Probably a great deal, and profoundly. Polemics about this will abound, but useful opinion will turn upon the experience of the Yugoslav peoples, who, as before, will largely command the shape of things to come, whether by numerical importance or geographical position. And the Yugoslav peoples, as it has come about, produced the only major creative innovation to emerge from the merciless killings of the German and Italian military occupation which began in 1941 and evoked, among much else, the response of patriotic resistance by partisan warfare. From 1942 onwards, however sorely distracted by enemy efforts to eliminate them, the Yugoslav Partisan leaders worked with sustained success to instill the principles of a multi-ethnic federalism that could assuage the murderous hatreds of those times, and promise, when peace should come, an acceptable structure of civic co-existence. This remarkable achievement has been generally undervalued in the West, partly because it took shape under Yugoslav Communist auspices, developing a much earlier policy of rare Comintern lucidity, but also because this federalism has lately seemed to fail. Its chief success, which was to contain and disarm Serbian nationalism, is at present seen to face tumultuous defeat.

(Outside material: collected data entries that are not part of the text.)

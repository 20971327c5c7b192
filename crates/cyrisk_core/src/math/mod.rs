//! Mathematical primitives for the simulation and metrics layers.
//!
//! This module provides:
//! - `lognormal`: Calibration of lognormal severity distributions from
//!   elicited 90% confidence intervals
//! - `percentile`: Linear-interpolation percentiles over order statistics

pub mod lognormal;
pub mod percentile;

/// Rounds a currency-valued output to 2 decimal places.
///
/// Applied at the result boundary only; internal computation stays at full
/// precision. Non-finite values pass through unchanged so that documented
/// infinities (e.g. payback period) survive rounding.
///
/// # Examples
///
/// ```rust
/// use cyrisk_core::math::round_currency;
///
/// assert_eq!(round_currency(1234.5678), 1234.57);
/// assert_eq!(round_currency(f64::INFINITY), f64::INFINITY);
/// ```
#[inline]
pub fn round_currency(value: f64) -> f64 {
    if value.is_finite() {
        (value * 100.0).round() / 100.0
    } else {
        value
    }
}
use serde::{Deserialize, Serialize};

use super::OcrError;

/// Pixel-space rectangle locating a recognized word on its page.
#[derive(Debug, Clone, PartialEq, Serialize, Deserialize)]
pub struct BoundingBox {
    pub x: f32,
    pub y: f32,
    pub width: f32,
    pub height: f32,
}

/// One recognized word with its position and engine confidence.
#[derive(Debug, Clone, Serialize, Deserialize)]
pub struct OcrWord {
    pub text: String,
    /// Normalized to [0, 1]. Engine "no confidence" rows come through as 0.
    pub confidence: f32,
    pub bbox: Option<BoundingBox>,
    pub page_number: u32,
}

/// One page of recognized text.
#[derive(Debug, Clone, Serialize, Deserialize)]
pub struct OcrPage {
    pub page_number: u32,
    pub text: String,
    pub words: Vec<OcrWord>,
}

/// Full recognition output for one document. Produced once per pipeline run
/// and never mutated afterwards.
#[derive(Debug, Clone, Serialize, Deserialize)]
pub struct OcrResult {
    pub full_text: String,
    pub pages: Vec<OcrPage>,
}

impl OcrResult {
    /// Assemble from per-page results: full_text joins non-empty page texts
    /// with a newline.
    pub fn from_pages(pages: Vec<OcrPage>) -> Self {
        let full_text = pages
            .iter()
            .map(|p| p.text.as_str())
            .filter(|t| !t.is_empty())
            .collect::<Vec<_>>()
            .join("\n");
        Self { full_text, pages }
    }
}

/// Raw per-page output from a recognition engine, before the reader assigns
/// page numbers.
#[derive(Debug, Clone)]
pub struct RecognizedPage {
    pub text: String,
    pub words: Vec<RecognizedWord>,
}

#[derive(Debug, Clone)]
pub struct RecognizedWord {
    pub text: String,
    pub confidence: f32,
    pub bbox: Option<BoundingBox>,
}

/// Recognition engine abstraction (allows mocking for tests).
pub trait OcrEngine {
    fn recognize(&self, image_bytes: &[u8]) -> Result<RecognizedPage, OcrError>;
}

/// PDF page rasterization abstraction.
pub trait PdfPageRenderer {
    fn page_count(&self, pdf_bytes: &[u8]) -> Result<usize, OcrError>;

    /// Render one zero-indexed page to PNG bytes at the given DPI.
    fn render_page(&self, pdf_bytes: &[u8], page_number: usize, dpi: u32)
        -> Result<Vec<u8>, OcrError>;
}

/// Scale a raw engine confidence (0..100, negative sentinel for "none") into
/// the [0, 1] range used everywhere downstream.
pub fn normalize_engine_confidence(raw: f32) -> f32 {
    if raw < 0.0 {
        0.0
    } else {
        (raw / 100.0).clamp(0.0, 1.0)
    }
}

All the same, this federalism of the Partisans has been splendidly at variance with the repetitive wretchedness of the nation-statism it undertook to displace: unique in this respect, autonomous, and almost certainly of continuing value. When the Partisan brigades, after the debacle of 1941, went into battle for bratsva i jedinstva, for brotherhood and unity among constituent peoples and neighbouring peoples, they drew – as we can now plainly see – an indelible line across the history of imperialism in these parts. Nothing since then has been the same, and much, on balance, has been vastly to the common good. Today, of course, history’s irony has seen to it that the same Communist dispensation should largely undermine, though not yet ruin, this saving achievement. A one-party monopoly of power in Belgrade has spawned regional one-party monopolies, along with the corruptions and self-inflations that belong to this ‘system’. What could be usefully described, in the Sixties, as an effective alliance of regional oligarchies in the six constituent republics and two autonomous regions was gradually dragged down to the level of a dogfight for the ‘spoils’ between as many competitive power-centres.
Each of these centres – Zagreb, Ljubljana, Novi Sad and the rest – has worked its own local dictatorship and scrambled for a bigger slice of the cake, even though most of the cake was being borrowed from abroad. Federal good sense has gone to the devil, while those frailties of South Slav temperament that tend to arrogance or bloody-minded self-assertion (the other side, perhaps, of the coin of courage and self-sacrifice) have assured the devil’s ample payment. As much as anywhere, in short, single-party dictatorship has worked overtime at digging its own grave. Stalin’s ghost must have grinned at the spectacle. That monarch of the East never believed in Balkan peoples coming to any good, and now these contumacious Yugoslavs, the very same who had slammed the door on his control in 1948, were doing their best to prove him right. Very true: but the value of this federalism remains. No one has yet been able to imagine an outcome to the batterings of the Second World War that might have proved more hopeful than the general reconciliation and settlement which followed on the arrangements foreshadowed by the Partisan leadership in 1942, and which, if badly shaken, still endure.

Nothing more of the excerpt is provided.